Dataset entries:

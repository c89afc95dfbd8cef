use prost_reflect::{
    EnumDescriptor, EnumValueDescriptor, FieldDescriptor, FileDescriptor, Kind, MessageDescriptor,
    MethodDescriptor, OneofDescriptor, ServiceDescriptor,
};

use crate::descriptor::SymbolDescriptor;

/// Format a symbol descriptor as proto source text, matching Go's protoprint output.
///
/// Go uses `protoprint.Printer` configured with: compact format, no non-doc comments,
/// sorted elements, fully-qualified names.
pub fn get_descriptor_text(sym: &SymbolDescriptor) -> String {
    match sym {
        SymbolDescriptor::Service(d) => format_service(d),
        SymbolDescriptor::Method(d) => format_method(d),
        SymbolDescriptor::Message(d) => format_message(d),
        SymbolDescriptor::Enum(d) => format_enum(d),
        SymbolDescriptor::Field(d) => format_field(d),
        SymbolDescriptor::Extension(d) => format_extension(d),
        SymbolDescriptor::OneOf(d) => format_oneof(d),
        SymbolDescriptor::EnumValue(d) => format_enum_value(d),
        SymbolDescriptor::File(_) => String::new(),
    }
}

/// Format a complete .proto file from a FileDescriptor.
///
/// Generates valid proto source text including syntax, package, imports,
/// file options, messages, enums, services, and extensions.
/// Matches Go's `protoprint.Printer.PrintProtoFile()` output.
pub fn format_proto_file(fd: &FileDescriptor) -> String {
    let proto = fd.file_descriptor_proto();
    let mut out = String::new();

    // Syntax
    let syntax = proto.syntax.as_deref().unwrap_or("proto2");
    out.push_str(&format!("syntax = \"{syntax}\";\n"));

    // Package
    if let Some(ref pkg) = proto.package {
        if !pkg.is_empty() {
            out.push('\n');
            out.push_str(&format!("package {pkg};\n"));
        }
    }

    // Imports
    if !proto.dependency.is_empty() {
        out.push('\n');
        let public_deps: std::collections::HashSet<usize> = proto
            .public_dependency
            .iter()
            .map(|&i| i as usize)
            .collect();
        let weak_deps: std::collections::HashSet<usize> =
            proto.weak_dependency.iter().map(|&i| i as usize).collect();
        for (i, dep) in proto.dependency.iter().enumerate() {
            if public_deps.contains(&i) {
                out.push_str(&format!("import public \"{dep}\";\n"));
            } else if weak_deps.contains(&i) {
                out.push_str(&format!("import weak \"{dep}\";\n"));
            } else {
                out.push_str(&format!("import \"{dep}\";\n"));
            }
        }
    }

    // File options
    if let Some(ref opts) = proto.options {
        let mut option_lines = Vec::new();
        if let Some(ref v) = opts.java_package {
            option_lines.push(format!("option java_package = \"{v}\";"));
        }
        if let Some(ref v) = opts.java_outer_classname {
            option_lines.push(format!("option java_outer_classname = \"{v}\";"));
        }
        if let Some(v) = opts.java_multiple_files {
            if v {
                option_lines.push("option java_multiple_files = true;".into());
            }
        }
        if let Some(ref v) = opts.go_package {
            option_lines.push(format!("option go_package = \"{v}\";"));
        }
        if let Some(ref v) = opts.csharp_namespace {
            option_lines.push(format!("option csharp_namespace = \"{v}\";"));
        }
        if let Some(ref v) = opts.objc_class_prefix {
            option_lines.push(format!("option objc_class_prefix = \"{v}\";"));
        }
        if let Some(ref v) = opts.php_namespace {
            option_lines.push(format!("option php_namespace = \"{v}\";"));
        }
        if let Some(ref v) = opts.ruby_package {
            option_lines.push(format!("option ruby_package = \"{v}\";"));
        }
        if let Some(ref v) = opts.swift_prefix {
            option_lines.push(format!("option swift_prefix = \"{v}\";"));
        }
        if let Some(v) = opts.cc_enable_arenas {
            if v {
                option_lines.push("option cc_enable_arenas = true;".into());
            }
        }
        // Protobuf OptimizeMode enum values from descriptor.proto
        const OPTIMIZE_SPEED: i32 = 1;
        const OPTIMIZE_CODE_SIZE: i32 = 2;
        const OPTIMIZE_LITE_RUNTIME: i32 = 3;

        if let Some(v) = opts.optimize_for {
            let name = match v {
                OPTIMIZE_SPEED => "SPEED",
                OPTIMIZE_CODE_SIZE => "CODE_SIZE",
                OPTIMIZE_LITE_RUNTIME => "LITE_RUNTIME",
                _ => "",
            };
            if !name.is_empty() {
                option_lines.push(format!("option optimize_for = {name};"));
            }
        }
        if !option_lines.is_empty() {
            out.push('\n');
            for line in &option_lines {
                out.push_str(line);
                out.push('\n');
            }
        }
    }

    let pkg = proto.package.as_deref().unwrap_or("");

    // Messages
    for msg in fd.messages() {
        out.push('\n');
        out.push_str(&file_format_message(&msg, pkg));
        out.push('\n');
    }

    // Enums
    for e in fd.enums() {
        out.push('\n');
        out.push_str(&file_format_enum(&e));
        out.push('\n');
    }

    // Extensions (top-level)
    let extensions: Vec<_> = fd.extensions().collect();
    if !extensions.is_empty() {
        // Group extensions by extendee
        let mut by_extendee: std::collections::BTreeMap<String, Vec<_>> =
            std::collections::BTreeMap::new();
        for ext in &extensions {
            let extendee = short_name(ext.containing_message().full_name(), pkg);
            by_extendee.entry(extendee).or_default().push(ext);
        }
        for (extendee, exts) in &by_extendee {
            out.push('\n');
            out.push_str(&format!("extend {extendee} {{\n"));
            for ext in exts {
                out.push_str("  ");
                out.push_str(&format_extension(ext));
                out.push('\n');
            }
            out.push_str("}\n");
        }
    }

    // Services (preserve original order, use short names)
    for svc in fd.services() {
        out.push('\n');
        out.push_str(&file_format_service(&svc, pkg));
        out.push('\n');
    }

    out
}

Work instruction:
Your task is to retype the data exactly, with no line missing.

Solution to the problem:
repository c89afc95dfbd8cef
use prost_reflect::{
    EnumDescriptor, EnumValueDescriptor, FieldDescriptor, FileDescriptor, Kind, MessageDescriptor,
    MethodDescriptor, OneofDescriptor, ServiceDescriptor,
};

use crate::descriptor::SymbolDescriptor;

/// Format a symbol descriptor as proto source text, matching Go's protoprint output.
///
/// Go uses `protoprint.Printer` configured with: compact format, no non-doc comments,
/// sorted elements, fully-qualified names.
pub fn get_descriptor_text(sym: &SymbolDescriptor) -> String {
    match sym {
        SymbolDescriptor::Service(d) => format_service(d),
        SymbolDescriptor::Method(d) => format_method(d),
        SymbolDescriptor::Message(d) => format_message(d),
        SymbolDescriptor::Enum(d) => format_enum(d),
        SymbolDescriptor::Field(d) => format_field(d),
        SymbolDescriptor::Extension(d) => format_extension(d),
        SymbolDescriptor::OneOf(d) => format_oneof(d),
        SymbolDescriptor::EnumValue(d) => format_enum_value(d),
        SymbolDescriptor::File(_) => String::new(),
    }
}

/// Format a complete .proto file from a FileDescriptor.
///
/// Generates valid proto source text including syntax, package, imports,
/// file options, messages, enums, services, and extensions.
/// Matches Go's `protoprint.Printer.PrintProtoFile()` output.
pub fn format_proto_file(fd: &FileDescriptor) -> String {
    let proto = fd.file_descriptor_proto();
    let mut out = String::new();

    // Syntax
    let syntax = proto.syntax.as_deref().unwrap_or("proto2");
    out.push_str(&format!("syntax = \"{syntax}\";\n"));

    // Package
    if let Some(ref pkg) = proto.package {
        if !pkg.is_empty() {
            out.push('\n');
            out.push_str(&format!("package {pkg};\n"));
        }
    }

    // Imports
    if !proto.dependency.is_empty() {
        out.push('\n');
        let public_deps: std::collections::HashSet<usize> = proto
            .public_dependency
            .iter()
            .map(|&i| i as usize)
            .collect();
        let weak_deps: std::collections::HashSet<usize> =
            proto.weak_dependency.iter().map(|&i| i as usize).collect();
        for (i, dep) in proto.dependency.iter().enumerate() {
            if public_deps.contains(&i) {
                out.push_str(&format!("import public \"{dep}\";\n"));
            } else if weak_deps.contains(&i) {
                out.push_str(&format!("import weak \"{dep}\";\n"));
            } else {
                out.push_str(&format!("import \"{dep}\";\n"));
            }
        }
    }

    // File options
    if let Some(ref opts) = proto.options {
        let mut option_lines = Vec::new();
        if let Some(ref v) = opts.java_package {
            option_lines.push(format!("option java_package = \"{v}\";"));
        }
        if let Some(ref v) = opts.java_outer_classname {
            option_lines.push(format!("option java_outer_classname = \"{v}\";"));
        }
        if let Some(v) = opts.java_multiple_files {
            if v {
                option_lines.push("option java_multiple_files = true;".into());
            }
        }
        if let Some(ref v) = opts.go_package {
            option_lines.push(format!("option go_package = \"{v}\";"));
        }
        if let Some(ref v) = opts.csharp_namespace {
            option_lines.push(format!("option csharp_namespace = \"{v}\";"));
        }
        if let Some(ref v) = opts.objc_class_prefix {
            option_lines.push(format!("option objc_class_prefix = \"{v}\";"));
        }
        if let Some(ref v) = opts.php_namespace {
            option_lines.push(format!("option php_namespace = \"{v}\";"));
        }
        if let Some(ref v) = opts.ruby_package {
            option_lines.push(format!("option ruby_package = \"{v}\";"));
        }
        if let Some(ref v) = opts.swift_prefix {
            option_lines.push(format!("option swift_prefix = \"{v}\";"));
        }
        if let Some(v) = opts.cc_enable_arenas {
            if v {
                option_lines.push("option cc_enable_arenas = true;".into());
            }
        }
        // Protobuf OptimizeMode enum values from descriptor.proto
        const OPTIMIZE_SPEED: i32 = 1;
        const OPTIMIZE_CODE_SIZE: i32 = 2;
        const OPTIMIZE_LITE_RUNTIME: i32 = 3;

        if let Some(v) = opts.optimize_for {
            let name = match v {
                OPTIMIZE_SPEED => "SPEED",
                OPTIMIZE_CODE_SIZE => "CODE_SIZE",
                OPTIMIZE_LITE_RUNTIME => "LITE_RUNTIME",
                _ => "",
            };
            if !name.is_empty() {
                option_lines.push(format!("option optimize_for = {name};"));
            }
        }
        if !option_lines.is_empty() {
            out.push('\n');
            for line in &option_lines {
                out.push_str(line);
                out.push('\n');
            }
        }
    }

    let pkg = proto.package.as_deref().unwrap_or("");

    // Messages
    for msg in fd.messages() {
        out.push('\n');
        out.push_str(&file_format_message(&msg, pkg));
        out.push('\n');
    }

    // Enums
    for e in fd.enums() {
        out.push('\n');
        out.push_str(&file_format_enum(&e));
        out.push('\n');
    }

    // Extensions (top-level)
    let extensions: Vec<_> = fd.extensions().collect();
    if !extensions.is_empty() {
        // Group extensions by extendee
        let mut by_extendee: std::collections::BTreeMap<String, Vec<_>> =
            std::collections::BTreeMap::new();
        for ext in &extensions {
            let extendee = short_name(ext.containing_message().full_name(), pkg);
            by_extendee.entry(extendee).or_default().push(ext);
        }
        for (extendee, exts) in &by_extendee {
            out.push('\n');
            out.push_str(&format!("extend {extendee} {{\n"));
            for ext in exts {
                out.push_str("  ");
                out.push_str(&format_extension(ext));
                out.push('\n');
            }
            out.push_str("}\n");
        }
    }

    // Services (preserve original order, use short names)
    for svc in fd.services() {
        out.push('\n');
        out.push_str(&file_format_service(&svc, pkg));
        out.push('\n');
    }

    out
}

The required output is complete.